Exercise instructions = The entries below are to be duplicated exactly, with nothing left out.

-- Opening Marker --

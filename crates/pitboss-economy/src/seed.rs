//! Coin seeding.

use pitboss_ledger::LedgerStore;
use pitboss_types::{Coin, CoinMarket, EconomyConfig, Result};
use rust_decimal::Decimal;
use tracing::info;

/// The base coin: integral and pinned at 1.
#[must_use]
pub fn base_coin(cfg: &EconomyConfig) -> Coin {
    Coin {
        symbol: cfg.base_symbol.clone(),
        name: cfg.base_name.clone(),
        decimals: 0,
        base_price: Decimal::ONE,
        market: CoinMarket::pinned(Decimal::ONE),
    }
}

/// The derived coin at its seed reference price.
#[must_use]
pub fn derived_coin(cfg: &EconomyConfig) -> Coin {
    let market = match cfg.derived_override {
        Some(price) => CoinMarket {
            override_price: price,
            override_enabled: true,
            ..CoinMarket::floating(cfg.derived_hm_enabled)
        },
        None => CoinMarket::floating(cfg.derived_hm_enabled),
    };
    Coin {
        symbol: cfg.derived_symbol.clone(),
        name: cfg.derived_name.clone(),
        decimals: cfg.derived_decimals,
        base_price: cfg.derived_base_price,
        market,
    }
}

/// Install the base and derived coins if missing. Existing coins are left
/// as they are. Returns the symbols that were created.
///
/// # Errors
/// Propagates ledger errors.
pub fn seed_coins<S: LedgerStore>(store: &S, cfg: &EconomyConfig) -> Result<Vec<String>> {
    let created = store.transaction(|tx| {
        let mut created = Vec::new();
        for coin in [base_coin(cfg), derived_coin(cfg)] {
            if tx.coin(&coin.symbol).is_none() {
                created.push(coin.symbol.clone());
                tx.put_coin(coin);
            }
        }
        Ok(created)
    })?;
    if !created.is_empty() {
        info!(coins = ?created, "coins seeded");
    }
    Ok(created)
}
//! Bet types.
//!
//! A [`Bet`] is unique per (match, bettor). A second placement either
//! fails or rewrites the same row; it never creates a duplicate.

use std::fmt;

use chrono::{DateTime, Utc};
use serde::{Deserialize, Serialize};

use crate::{BetId, MatchId, PitbossError, Result, Side, UserId, check_loser_score};

/// Lifecycle state of a bet.
///
/// - `Pending → Settled` (match settled; payout recorded, possibly 0)
/// - `Pending → Refunded` (bettor withdrew, or the match was abandoned)
///
/// A replacement resets a pending bet to `Pending`.
#[derive(Debug, Clone, Copy, PartialEq, Eq, Hash, Serialize, Deserialize)]
#[serde(rename_all = "UPPERCASE")]
pub enum BetStatus {
    Pending,
    Settled,
    Refunded,
}

impl fmt::Display for BetStatus {
    fn fmt(&self, f: &mut fmt::Formatter<'_>) -> fmt::Result {
        match self {
            Self::Pending => write!(f, "PENDING"),
            Self::Settled => write!(f, "SETTLED"),
            Self::Refunded => write!(f, "REFUNDED"),
        }
    }
}

/// A wager by one bettor on one match.
#[derive(Debug, Clone, PartialEq, Eq, Serialize, Deserialize)]
pub struct Bet {
    pub id: BetId,
    pub match_id: MatchId,
    pub bettor: UserId,
    pub predicted_winner: Side,
    pub predicted_loser_score: u8,
    /// Stake in base-currency units.
    pub amount: u64,
    pub status: BetStatus,
    /// `None` until settled. Refunds record `Some(0)`.
    pub payout: Option<u64>,
    pub placed_at: DateTime<Utc>,
    pub updated_at: DateTime<Utc>,
}

impl Bet {
    /// Whether this bet predicted the exact final result.
    #[must_use]
    pub fn is_exact(&self, winner: Side, loser_score: u8) -> bool {
        self.predicted_winner == winner && self.predicted_loser_score == loser_score
    }

    #[must_use]
    pub fn is_pending(&self) -> bool {
        self.status == BetStatus::Pending
    }
}

/// A validated request to place (or replace) a bet.
#[derive(Debug, Clone, PartialEq, Eq, Serialize, Deserialize)]
pub struct BetRequest {
    pub match_id: MatchId,
    /// Bettor username, resolved case-insensitively.
    pub bettor: String,
    pub predicted_winner: Side,
    pub predicted_loser_score: u8,
    pub amount: u64,
    /// Overwrite an existing bet instead of failing.
    pub replace: bool,
}

impl BetRequest {
    /// Check the request's own fields (not ledger state).
    ///
    /// # Errors
    /// - [`PitbossError::InvalidAmount`] if `amount` is zero
    /// - [`PitbossError::InvalidScore`] if the loser score is outside `[0, 9]`
    /// - [`PitbossError::InvalidInput`] if the bettor name is empty
    pub fn validate(&self) -> Result<()> {
        if self.bettor.trim().is_empty() {
            return Err(PitbossError::InvalidInput {
                reason: "bettor username required".to_string(),
            });
        }
        if self.amount == 0 {
            return Err(PitbossError::InvalidAmount {
                reason: "stake must be greater than zero".to_string(),
            });
        }
        check_loser_score("predicted_loser_score", self.predicted_loser_score)?;
        Ok(())
    }

    /// Materialize a fresh pending bet row for `bettor`.
    #[must_use]
    pub fn to_bet(&self, bettor: UserId, now: DateTime<Utc>) -> Bet {
        Bet {
            id: BetId::new(),
            match_id: self.match_id,
            bettor,
            predicted_winner: self.predicted_winner,
            predicted_loser_score: self.predicted_loser_score,
            amount: self.amount,
            status: BetStatus::Pending,
            payout: None,
            placed_at: now,
            updated_at: now,
        }
    }
}

#[cfg(any(test, feature = "test-helpers"))]
impl BetRequest {
    /// A non-replacing request with the given prediction.
    pub fn fixture(match_id: MatchId, bettor: &str, winner: Side, loser_score: u8, amount: u64) -> Self {
        Self {
            match_id,
            bettor: bettor.to_string(),
            predicted_winner: winner,
            predicted_loser_score: loser_score,
            amount,
            replace: false,
        }
    }
}

#[cfg(test)]
mod tests {
    use super::*;

    #[test]
    fn exact_requires_side_and_score() {
        let req = BetRequest::fixture(MatchId::new(), "alice", Side::P1, 7, 100);
        let bet = req.to_bet(UserId::new(), Utc::now());
        assert!(bet.is_exact(Side::P1, 7));
        assert!(!bet.is_exact(Side::P1, 6));
        assert!(!bet.is_exact(Side::P2, 7));
        assert!(bet.is_pending());
        assert_eq!(bet.payout, None);
    }

    #[test]
    fn validate_rejects_zero_amount() {
        let req = BetRequest::fixture(MatchId::new(), "alice", Side::P1, 7, 0);
        assert!(matches!(req.validate(), Err(PitbossError::InvalidAmount { .. })));
    }

    #[test]
    fn validate_rejects_score_out_of_range() {
        let req = BetRequest::fixture(MatchId::new(), "alice", Side::P2, 10, 50);
        assert!(matches!(req.validate(), Err(PitbossError::InvalidScore { .. })));
    }

    #[test]
    fn validate_rejects_blank_bettor() {
        let req = BetRequest::fixture(MatchId::new(), "  ", Side::P2, 3, 50);
        assert!(matches!(req.validate(), Err(PitbossError::InvalidInput { .. })));
    }

    #[test]
    fn status_display() {
        assert_eq!(BetStatus::Pending.to_string(), "PENDING");
        assert_eq!(BetStatus::Refunded.to_string(), "REFUNDED");
    }
}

-- Closing Marker --

Solution to the exercise =
filename crates/pitboss-economy/src/seed.rs
//! Coin seeding.

use pitboss_ledger::LedgerStore;
use pitboss_types::{Coin, CoinMarket, EconomyConfig, Result};
use rust_decimal::Decimal;
use tracing::info;

/// The base coin: integral and pinned at 1.
#[must_use]
pub fn base_coin(cfg: &EconomyConfig) -> Coin {
    Coin {
        symbol: cfg.base_symbol.clone(),
        name: cfg.base_name.clone(),
        decimals: 0,
        base_price: Decimal::ONE,
        market: CoinMarket::pinned(Decimal::ONE),
    }
}

/// The derived coin at its seed reference price.
#[must_use]
pub fn derived_coin(cfg: &EconomyConfig) -> Coin {
    let market = match cfg.derived_override {
        Some(price) => CoinMarket {
            override_price: price,
            override_enabled: true,
            ..CoinMarket::floating(cfg.derived_hm_enabled)
        },
        None => CoinMarket::floating(cfg.derived_hm_enabled),
    };
    Coin {
        symbol: cfg.derived_symbol.clone(),
        name: cfg.derived_name.clone(),
        decimals: cfg.derived_decimals,
        base_price: cfg.derived_base_price,
        market,
    }
}

/// Install the base and derived coins if missing. Existing coins are left
/// as they are. Returns the symbols that were created.
///
/// # Errors
/// Propagates ledger errors.
pub fn seed_coins<S: LedgerStore>(store: &S, cfg: &EconomyConfig) -> Result<Vec<String>> {
    let created = store.transaction(|tx| {
        let mut created = Vec::new();
        for coin in [base_coin(cfg), derived_coin(cfg)] {
            if tx.coin(&coin.symbol).is_none() {
                created.push(coin.symbol.clone());
                tx.put_coin(coin);
            }
        }
        Ok(created)
    })?;
    if !created.is_empty() {
        info!(coins = ?created, "coins seeded");
    }
    Ok(created)
}
//! Bet types.
//!
//! A [`Bet`] is unique per (match, bettor). A second placement either
//! fails or rewrites the same row; it never creates a duplicate.

use std::fmt;

use chrono::{DateTime, Utc};
use serde::{Deserialize, Serialize};

use crate::{BetId, MatchId, PitbossError, Result, Side, UserId, check_loser_score};

/// Lifecycle state of a bet.
///
/// - `Pending → Settled` (match settled; payout recorded, possibly 0)
/// - `Pending → Refunded` (bettor withdrew, or the match was abandoned)
///
/// A replacement resets a pending bet to `Pending`.
#[derive(Debug, Clone, Copy, PartialEq, Eq, Hash, Serialize, Deserialize)]
#[serde(rename_all = "UPPERCASE")]
pub enum BetStatus {
    Pending,
    Settled,
    Refunded,
}

impl fmt::Display for BetStatus {
    fn fmt(&self, f: &mut fmt::Formatter<'_>) -> fmt::Result {
        match self {
            Self::Pending => write!(f, "PENDING"),
            Self::Settled => write!(f, "SETTLED"),
            Self::Refunded => write!(f, "REFUNDED"),
        }
    }
}

/// A wager by one bettor on one match.
#[derive(Debug, Clone, PartialEq, Eq, Serialize, Deserialize)]
pub struct Bet {
    pub id: BetId,
    pub match_id: MatchId,
    pub bettor: UserId,
    pub predicted_winner: Side,
    pub predicted_loser_score: u8,
    /// Stake in base-currency units.
    pub amount: u64,
    pub status: BetStatus,
    /// `None` until settled. Refunds record `Some(0)`.
    pub payout: Option<u64>,
    pub placed_at: DateTime<Utc>,
    pub updated_at: DateTime<Utc>,
}

impl Bet {
    /// Whether this bet predicted the exact final result.
    #[must_use]
    pub fn is_exact(&self, winner: Side, loser_score: u8) -> bool {
        self.predicted_winner == winner && self.predicted_loser_score == loser_score
    }

    #[must_use]
    pub fn is_pending(&self) -> bool {
        self.status == BetStatus::Pending
    }
}

/// A validated request to place (or replace) a bet.
#[derive(Debug, Clone, PartialEq, Eq, Serialize, Deserialize)]
pub struct BetRequest {
    pub match_id: MatchId,
    /// Bettor username, resolved case-insensitively.
    pub bettor: String,
    pub predicted_winner: Side,
    pub predicted_loser_score: u8,
    pub amount: u64,
    /// Overwrite an existing bet instead of failing.
    pub replace: bool,
}

impl BetRequest {
    /// Check the request's own fields (not ledger state).
    ///
    /// # Errors
    /// - [`PitbossError::InvalidAmount`] if `amount` is zero
    /// - [`PitbossError::InvalidScore`] if the loser score is outside `[0, 9]`
    /// - [`PitbossError::InvalidInput`] if the bettor name is empty
    pub fn validate(&self) -> Result<()> {
        if self.bettor.trim().is_empty() {
            return Err(PitbossError::InvalidInput {
                reason: "bettor username required".to_string(),
            });
        }
        if self.amount == 0 {
            return Err(PitbossError::InvalidAmount {
                reason: "stake must be greater than zero".to_string(),
            });
        }
        check_loser_score("predicted_loser_score", self.predicted_loser_score)?;
        Ok(())
    }

    /// Materialize a fresh pending bet row for `bettor`.
    #[must_use]
    pub fn to_bet(&self, bettor: UserId, now: DateTime<Utc>) -> Bet {
        Bet {
            id: BetId::new(),
            match_id: self.match_id,
            bettor,
            predicted_winner: self.predicted_winner,
            predicted_loser_score: self.predicted_loser_score,
            amount: self.amount,
            status: BetStatus::Pending,
            payout: None,
            placed_at: now,
            updated_at: now,
        }
    }
}

#[cfg(any(test, feature = "test-helpers"))]
impl BetRequest {
    /// A non-replacing request with the given prediction.
    pub fn fixture(match_id: MatchId, bettor: &str, winner: Side, loser_score: u8, amount: u64) -> Self {
        Self {
            match_id,
            bettor: bettor.to_string(),
            predicted_winner: winner,
            predicted_loser_score: loser_score,
            amount,
            replace: false,
        }
    }
}

#[cfg(test)]
mod tests {
    use super::*;

    #[test]
    fn exact_requires_side_and_score() {
        let req = BetRequest::fixture(MatchId::new(), "alice", Side::P1, 7, 100);
        let bet = req.to_bet(UserId::new(), Utc::now());
        assert!(bet.is_exact(Side::P1, 7));
        assert!(!bet.is_exact(Side::P1, 6));
        assert!(!bet.is_exact(Side::P2, 7));
        assert!(bet.is_pending());
        assert_eq!(bet.payout, None);
    }

    #[test]
    fn validate_rejects_zero_amount() {
        let req = BetRequest::fixture(MatchId::new(), "alice", Side::P1, 7, 0);
        assert!(matches!(req.validate(), Err(PitbossError::InvalidAmount { .. })));
    }

    #[test]
    fn validate_rejects_score_out_of_range() {
        let req = BetRequest::fixture(MatchId::new(), "alice", Side::P2, 10, 50);
        assert!(matches!(req.validate(), Err(PitbossError::InvalidScore { .. })));
    }

    #[test]
    fn validate_rejects_blank_bettor() {
        let req = BetRequest::fixture(MatchId::new(), "  ", Side::P2, 3, 50);
        assert!(matches!(req.validate(), Err(PitbossError::InvalidInput { .. })));
    }

    #[test]
    fn status_display() {
        assert_eq!(BetStatus::Pending.to_string(), "PENDING");
        assert_eq!(BetStatus::Refunded.to_string(), "REFUNDED");
    }
}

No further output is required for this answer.